Renee Ritchey v. Southern Nuclear Operating Company, Inc.

423 F. App'x 955
CourtCourt of Appeals for the Eleventh Circuit
DecidedApril 20, 2011
Docket10-11962
StatusUnpublished
Cited by34 cases

This text of 423 F. App'x 955 (Renee Ritchey v. Southern Nuclear Operating Company, Inc.) is published on Counsel Stack Legal Research, covering Court of Appeals for the Eleventh Circuit primary law. Counsel Stack provides free access to over 12 million legal documents including statutes, case law, regulations, and constitutions.

Bluebook
Renee Ritchey v. Southern Nuclear Operating Company, Inc., 423 F. App'x 955 (11th Cir. 2011).

Opinion

PER CURIAM:

Renee Ritchey appeals the district court’s grant of summary judgment in favor of Southern Nuclear Operating Company (“SNOC”) and Duane Brock (collectively “the defendants”) as to her claims alleging (1) discrimination and harassment based on gender, and retaliation under Title VII of the Civil Rights Act of 1964 (“Title VII”), 42 U.S.C. § 2000e-2(a), 2000e-3(a); (2) violations under the Equal Pay Act, 29 U.S.C. § 206(d)(1); (3) violations under the Age Discrimination in Employment Act of 1975 (“ADEA”), 29 U.S.C. § 623; and (4) violations of various Alabama state provisions prohibiting the negligent hiring, training, supervision, and retention of employees, and the intentional infliction of emotional distress. On appeal, Ritchey does not challenge the substantive legal conclusions of the district court as to her various claims, but instead argues that the district court made procedural errors in applying the summary judgment standard. After careful review of the record and the parties’ briefs, we affirm.

I.

Ritchey first argues that the district court erred by failing to determine whether the defendants discharged them initial summary judgment burden under Federal Rule of Civil Procedure 56, and that the defendants actually failed to discharge that burden. We review a district court’s order granting summary judgment de novo, viewing all the facts in the record in the light most favorable to the non-moving party, and drawing all inferences in its favor. Frederick v. Sprint/United Mgmt. Co., 246 F.3d 1305, 1311 (11th Cir.2001). “The movant bears the initial responsibility of informing the district court of the basis for its motion by identifying those portions of the record that demonstrate the absence of genuine issues of material fact.” Baldwin Cnty. v. Purcell Corp., 971 F.2d 1558, 1563 (11th Cir.1992) (quotation marks omitted). A party must support its assertion that there is no genuine issue of material fact by “citing to particular parts of materials in the record, including depositions, documents, electronically *957 stored information, affidavits or declarations, stipulations ..., admissions, interrogatory answers, or other materials.” Fed.R.Civ.P. 56(c)(1).

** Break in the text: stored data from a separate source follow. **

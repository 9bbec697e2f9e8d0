/// Starts a chunked upload session.
pub const INIT_UPLOAD_PATH: &str = "/upload/init";

/// Receives one chunk; `upload_id` and `index` travel in the query string.
pub const UPLOAD_CHUNK_PATH: &str = "/upload/chunk";

/// Reassembles the received chunks into the final file.
pub const COMPLETE_UPLOAD_PATH: &str = "/upload/complete";

/// Discards a session and whatever chunks it received.
pub const ABORT_UPLOAD_PATH: &str = "/upload/abort";

/// Single-request multipart upload. Also used, with only a `password`
/// field, to verify the upload password.
pub const UPLOAD_PATH: &str = "/upload";

/// Header carrying the upload password on raw chunk requests.
pub const PASSWORD_HEADER: &str = "X-Upload-Password";

/// Error string returned when the supplied password does not match.
pub const WRONG_PASSWORD: &str = "wrong password";

/// Error string returned when the share requires a password and none was sent.
pub const PASSWORD_REQUIRED: &str = "upload password required";

/// Classification of an `{ "error": ... }` reply from the server.
#[derive(Debug, Clone, Copy, PartialEq, Eq)]
pub enum ServerErrorKind {
    /// The password was sent and rejected.
    WrongPassword,
    /// The share is password-protected and no password was sent.
    PasswordRequired,
    /// Anything else (quota, invalid path, missing chunks, ...).
    Other,
}

impl ServerErrorKind {
    /// Classifies a server error message.
    ///
    /// Matching is exact: the server emits these two strings verbatim and any
    /// other text is an ordinary per-file failure.
    pub fn classify(message: &str) -> Self {
        match message {
            WRONG_PASSWORD => Self::WrongPassword,
            PASSWORD_REQUIRED => Self::PasswordRequired,
            _ => Self::Other,
        }
    }

    /// Returns `true` for either password-related kind.
    pub fn is_credential(self) -> bool {
        matches!(self, Self::WrongPassword | Self::PasswordRequired)
    }
}
//! Engine configuration
//!
//! - YAML config loading/saving with validation
//! - Default config location
//! - Render scheduling settings ([`RenderConfig`]) and the top-level
//!   [`EngineConfig`] combining them with the output device settings
//!
//! # Usage
//!
//! ```ignore
//! use aural_core::config::{load_config, save_config, default_config_path, EngineConfig};
//!
//! let path = default_config_path();
//! // Invalid files fall back to defaults, so this always validates
//! let config: EngineConfig = load_config(&path);
//! save_config(&config, &path)?;
//! ```

mod engine;
mod io;
mod paths;
mod render;

pub use engine::EngineConfig;
pub use io::{load_config, save_config, ConfigFile};
pub use paths::{default_config_dir, default_config_path, CONFIG_FILE_NAME};
pub use render::RenderConfig;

Ritchey argues that district court failed to determine whether the defendants discharged their initial summary judgment burden, and further that the defendants did not discharge that burden because the argument section of the defendants’ memorandum of law in support of their motion for summary judgment did not include explicit cross-references to the numbered paragraphs in the defendants’ statement of undisputed facts. First, we observe that Ritchey did not argue that the defendants failed to meet their initial summary judgment burden before the district court in her response to the defendants’ motion for summary judgment. See Access Now, Inc. v. Sw. Airlines Co., 385 F.3d 1324, 1331 (11th Cir.2004) (holding that any arguments not raised in the district court are deemed waived and are not considered on appeal). However, we consider this argument on appeal to the extent that Ritchey appears to argue that the district court erred in failing to determine sua sponte whether the defendants had discharged their initial summary judgment burden. See Clark v. Coats & Clark, Inc., 929 F.2d 604, 609 n. 9 (11th Cir.1991) (directing district courts to “begin their inquiries on a motion for summary judgment by asking whether the moving party has met its burden”).

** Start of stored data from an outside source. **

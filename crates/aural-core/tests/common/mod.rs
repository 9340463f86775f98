//! Shared fixtures for the integration tests

#![allow(dead_code)]

use std::sync::{Arc, Mutex};
use std::thread;
use std::time::{Duration, Instant};

use aural_core::audio::StreamFormat;
use aural_core::config::RenderConfig;
use aural_core::engine::{AudioEngine, AudioProvider, AudioRenderer, CancelToken};
use aural_core::spatial::Spatializer;
use aural_core::{PlanarBuffer, Pose, ProcessingId, SourceKey};

pub fn inline_engine(frames: u32, channels: u16) -> (AudioEngine, AudioRenderer) {
    let format = StreamFormat::new(48000, channels, frames);
    AudioEngine::new(format, &RenderConfig::inline()).unwrap()
}

/// Run `n` ticks, returning each period's output
pub fn tick_n(renderer: &mut AudioRenderer, n: usize) -> Vec<Vec<f32>> {
    let mut out = vec![0.0; renderer.format().period_samples()];
    (0..n)
        .map(|_| {
            renderer.tick(&mut out);
            out.clone()
        })
        .collect()
}

/// Run `n` ticks paced like a device: tick `k` starts at `start + k * period`
pub fn tick_realtime(renderer: &mut AudioRenderer, n: usize) -> Vec<Vec<f32>> {
    let period = renderer.format().period_duration();
    let mut out = vec![0.0; renderer.format().period_samples()];
    let start = Instant::now();
    let mut outputs = Vec::with_capacity(n);

    for k in 0..n as u32 {
        let due = start + period * k;
        let now = Instant::now();
        if due > now {
            thread::sleep(due - now);
        }
        renderer.tick(&mut out);
        outputs.push(out.clone());
    }
    outputs
}

pub fn all_equal(samples: &[f32], value: f32) -> bool {
    samples.iter().all(|&s| s == value)
}

/// Writes `scale * target` into every sample
pub struct TargetProvider {
    pub scale: f32,
}

impl AudioProvider for TargetProvider {
    fn provide(
        &self,
        target: ProcessingId,
        output: &mut PlanarBuffer,
        _scratch: &mut PlanarBuffer,
        _cancel: CancelToken<'_>,
    ) {
        output.fill(target as f32 * self.scale);
    }
}

/// Sleeps `delay` (or `slow_delay` for `slow_target`), polling for
/// cancellation, then fills `value`
pub struct DelayedProvider {
    pub value: f32,
    pub delay: Duration,
    pub slow_target: Option<ProcessingId>,
    pub slow_delay: Duration,
}

impl DelayedProvider {
    pub fn new(value: f32, delay: Duration) -> Self {
        Self {
            value,
            delay,
            slow_target: None,
            slow_delay: delay,
        }
    }

    pub fn with_slow_target(mut self, target: ProcessingId, delay: Duration) -> Self {
        self.slow_target = Some(target);
        self.slow_delay = delay;
        self
    }
}

impl AudioProvider for DelayedProvider {
    fn provide(
        &self,
        target: ProcessingId,
        output: &mut PlanarBuffer,
        _scratch: &mut PlanarBuffer,
        cancel: CancelToken<'_>,
    ) {
        let delay = if self.slow_target == Some(target) {
            self.slow_delay
        } else {
            self.delay
        };
        let start = Instant::now();
        while start.elapsed() < delay {
            if cancel.is_cancelled() {
                return;
            }
            thread::sleep(Duration::from_millis(1));
        }
        output.fill(self.value);
    }
}

/// Writes half a buffer of garbage, then waits until cancelled
pub struct NeverCompletes;

impl AudioProvider for NeverCompletes {
    fn provide(
        &self,
        _target: ProcessingId,
        output: &mut PlanarBuffer,
        _scratch: &mut PlanarBuffer,
        cancel: CancelToken<'_>,
    ) {
        let half = output.len() / 2;
        output.as_mut_slice()[..half].fill(0.7);
        while !cancel.is_cancelled() {
            thread::sleep(Duration::from_millis(1));
        }
    }
}

/// One call into a spatializer
#[derive(Debug, Clone, PartialEq)]
pub enum RoomEvent {
    Listener(Pose),
    Emitter {
        key: SourceKey,
        emitter: Pose,
        room: Pose,
        volume: f32,
        first_sample: f32,
    },
    Simulate,
    Remove(SourceKey),
}

/// Records every call; `simulate` writes the volume-weighted sum of the
/// registered emitters' first samples into the whole output
pub struct RecordingSpatializer {
    pub events: Arc<Mutex<Vec<RoomEvent>>>,
    pending: f32,
}

impl RecordingSpatializer {
    pub fn new() -> (Self, Arc<Mutex<Vec<RoomEvent>>>) {
        let events = Arc::new(Mutex::new(Vec::new()));
        (
            Self {
                events: events.clone(),
                pending: 0.0,
            },
            events,
        )
    }

    fn record(&self, event: RoomEvent) {
        self.events.lock().unwrap().push(event);
    }
}

impl Spatializer for RecordingSpatializer {
    fn set_listener_transform(&mut self, listener: Pose) {
        self.record(RoomEvent::Listener(listener));
    }

    fn add_emitter(
        &mut self,
        samples: &PlanarBuffer,
        emitter: Pose,
        room: Pose,
        key: SourceKey,
        volume: f32,
    ) {
        let first_sample = samples.as_slice()[0];
        self.pending += first_sample * volume;
        self.record(RoomEvent::Emitter {
            key,
            emitter,
            room,
            volume,
            first_sample,
        });
    }

    fn simulate(&mut self, output: &mut PlanarBuffer, _scratch: &mut PlanarBuffer) {
        output.fill(self.pending);
        self.pending = 0.0;
        self.record(RoomEvent::Simulate);
    }

    fn remove_emitter(&mut self, key: SourceKey) {
        self.record(RoomEvent::Remove(key));
    }
}
//! Render scheduling configuration
//!
//! The deadline model is expressed directly in ticks. A render task for
//! processing ID `T` is submitted during callback `T - lookahead` and, if it
//! has not finished by the start of callback `T + grace`, it is cancelled and
//! counted as a drop. The budget from submission to cancellation is therefore
//! `lookahead + grace` periods, independent of the ring depth.

use serde::{Deserialize, Serialize};

use crate::audio::{AudioError, AudioResult};

/// Scheduler and worker pool settings
#[derive(Debug, Clone, PartialEq, Eq, Serialize, Deserialize)]
#[serde(default)]
pub struct RenderConfig {
    /// Buffer slots per source (`N`)
    pub ring_depth: usize,
    /// Callbacks between submitting a task and mixing its output
    pub lookahead: u64,
    /// Extra callbacks a task may run past its target before cancellation
    pub grace: u64,
    /// Render worker threads; 0 renders inline on the calling thread
    pub worker_threads: usize,
    /// Capacity of the dispatch queue and the outstanding-task list
    pub max_sources: usize,
}

impl Default for RenderConfig {
    fn default() -> Self {
        Self {
            ring_depth: 3,
            lookahead: 2,
            grace: 0,
            worker_threads: 2,
            max_sources: 256,
        }
    }
}

impl RenderConfig {
    /// Configuration that renders every task synchronously inside the tick
    ///
    /// Deterministic: a provider's output is mixed `lookahead` ticks after
    /// the tick that first lists it. Meant for tests and offline bouncing.
    pub fn inline() -> Self {
        Self {
            worker_threads: 0,
            ..Self::default()
        }
    }

    /// Total periods a task may run before it is cancelled
    pub fn deadline_periods(&self) -> u64 {
        self.lookahead + self.grace
    }

    /// Check the invariants the scheduler relies on
    ///
    /// `ring_depth > lookahead + grace` guarantees a slot is not re-claimed
    /// for a later target before its previous task was either mixed or
    /// cancelled.
    pub fn validate(&self) -> AudioResult<()> {
        if self.ring_depth < 2 {
            return Err(AudioError::InvalidConfig(format!(
                "ring_depth must be at least 2 (got {})",
                self.ring_depth
            )));
        }
        if self.lookahead < 1 {
            return Err(AudioError::InvalidConfig(
                "lookahead must be at least 1".to_string(),
            ));
        }
        if self.ring_depth as u64 <= self.deadline_periods() {
            return Err(AudioError::InvalidConfig(format!(
                "ring_depth ({}) must exceed lookahead + grace ({})",
                self.ring_depth,
                self.deadline_periods()
            )));
        }
        if self.max_sources < 1 {
            return Err(AudioError::InvalidConfig(
                "max_sources must be at least 1".to_string(),
            ));
        }
        Ok(())
    }
}

#[cfg(test)]
mod tests {
    use super::*;

    #[test]
    fn test_default_is_valid() {
        let config = RenderConfig::default();
        assert!(config.validate().is_ok());
        assert_eq!(config.deadline_periods(), 2);
    }

    #[test]
    fn test_ring_must_exceed_deadline() {
        let config = RenderConfig {
            ring_depth: 3,
            lookahead: 2,
            grace: 1,
            ..RenderConfig::default()
        };
        assert!(matches!(config.validate(), Err(AudioError::InvalidConfig(_))));

        let config = RenderConfig {
            ring_depth: 4,
            ..config
        };
        assert!(config.validate().is_ok());
    }

    #[test]
    fn test_grace_does_not_depend_on_ring_depth() {
        for depth in 3..10 {
            let config = RenderConfig {
                ring_depth: depth,
                ..RenderConfig::default()
            };
            assert!(config.validate().is_ok());
            assert_eq!(config.grace, 0);
            assert_eq!(config.deadline_periods(), 2);
        }
    }

    #[test]
    fn test_rejects_degenerate_values() {
        let base = RenderConfig::default();
        assert!(RenderConfig { ring_depth: 1, ..base.clone() }.validate().is_err());
        assert!(RenderConfig { lookahead: 0, ..base.clone() }.validate().is_err());
        assert!(RenderConfig { max_sources: 0, ..base.clone() }.validate().is_err());
        assert!(RenderConfig { worker_threads: 0, ..base }.validate().is_ok());
    }
}
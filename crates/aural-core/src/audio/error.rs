//! Audio backend error types

use thiserror::Error;

/// Errors that can occur while setting up audio output
///
/// None of these are produced on the real-time path; once a stream runs,
/// every failure degrades to silence.
#[derive(Error, Debug)]
pub enum AudioError {
    /// No audio devices available
    #[error("No audio output devices found")]
    NoDevices,

    /// Failed to get default device
    #[error("Failed to get default audio device: {0}")]
    NoDefaultDevice(String),

    /// Device not found
    #[error("Audio device not found: {0}")]
    DeviceNotFound(String),

    /// Failed to get device configuration
    #[error("Failed to get device config: {0}")]
    ConfigError(String),

    /// Failed to build audio stream
    #[error("Failed to build audio stream: {0}")]
    StreamBuildError(String),

    /// Failed to start/play stream
    #[error("Failed to start audio stream: {0}")]
    StreamPlayError(String),

    /// Unsupported sample format
    #[error("Unsupported sample format: {0}")]
    UnsupportedFormat(String),

    /// Render or engine settings rejected by validation
    #[error("Invalid configuration: {0}")]
    InvalidConfig(String),

    /// A helper thread (render worker, GC) could not be started
    #[error("Failed to spawn thread: {0}")]
    ThreadSpawnFailed(String),
}

/// Result type for audio operations
pub type AudioResult<T> = Result<T, AudioError>;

We conclude that the district court did not err. The district court properly explained that “[t]he party asking for summary judgment always bears the initial responsibility of informing the court of the basis for its motion and identifying those portions of the pleadings or filings which it believes demonstrate the absence of a genuine issue of material fact.” But the district court then proceeded to consider whether Ritchey could establish a genuine issue of material fact on each of her numerous claims, without first explicitly stating whether the defendants had satisfied their initial burden. Nevertheless, we conclude from the district court’s proper recognition of the defendant’s initial summary judgment burden that the district court implicitly found that the defendants discharged their burden in this case. Furthermore, we agree with that finding. The defendants properly informed the district court of the basis of the summary judgment motion by submitting a statement of undisputed facts that was individually supported by citations to the record, and then asserting a lack of legal basis underlying each of Ritchey’s employment claims. See Baldwin Cnty., 971 F.2d at 1563. We reject Ritchey’s suggestion that the district court was required to find sua sponte that the defendants failed to discharge their initial burden simply because the argument section of their memorandum of law did not explicitly cross-reference the numbered paragraphs contained in their statement of undisputed facts. Instead, we conclude that the district court did not err by implicitly finding that the defendants discharged their initial summary judgment burden in this case.

II.

Ritchey next argues that the district court erred in failing to view all the evidence in the light most favorable to her. Once the moving party satisfies its initial responsibility, as described above, the burden shifts to the nonmoving party to rebut the movant’s showing with sufficient evidence. Baldwin Cnty., 971 F.2d at 1563. “When the evidence presented by the non-moving party is merely colorable, or is not significantly probative, summary judgment may be granted.” Id. (quotation marks omitted). The nonmoving party must provide more than a “mere scintilla of evidence” to survive a motion for summary *958 judgment, and there must be “sufficient disagreement” in evidence to support a jury question. Mendoza v. Borden, Inc., 195 F.3d 1238, 1244 (11th Cir.1999) (en banc) (quotation marks omitted). Likewise, “the mere existence of some alleged factual dispute between the parties will not defeat an otherwise properly supported motion for summary judgment; the requirement is that there be no genuine issue of material fact.” Baldwin Cnty., 971 F.2d at 1563 (quotation marks omitted).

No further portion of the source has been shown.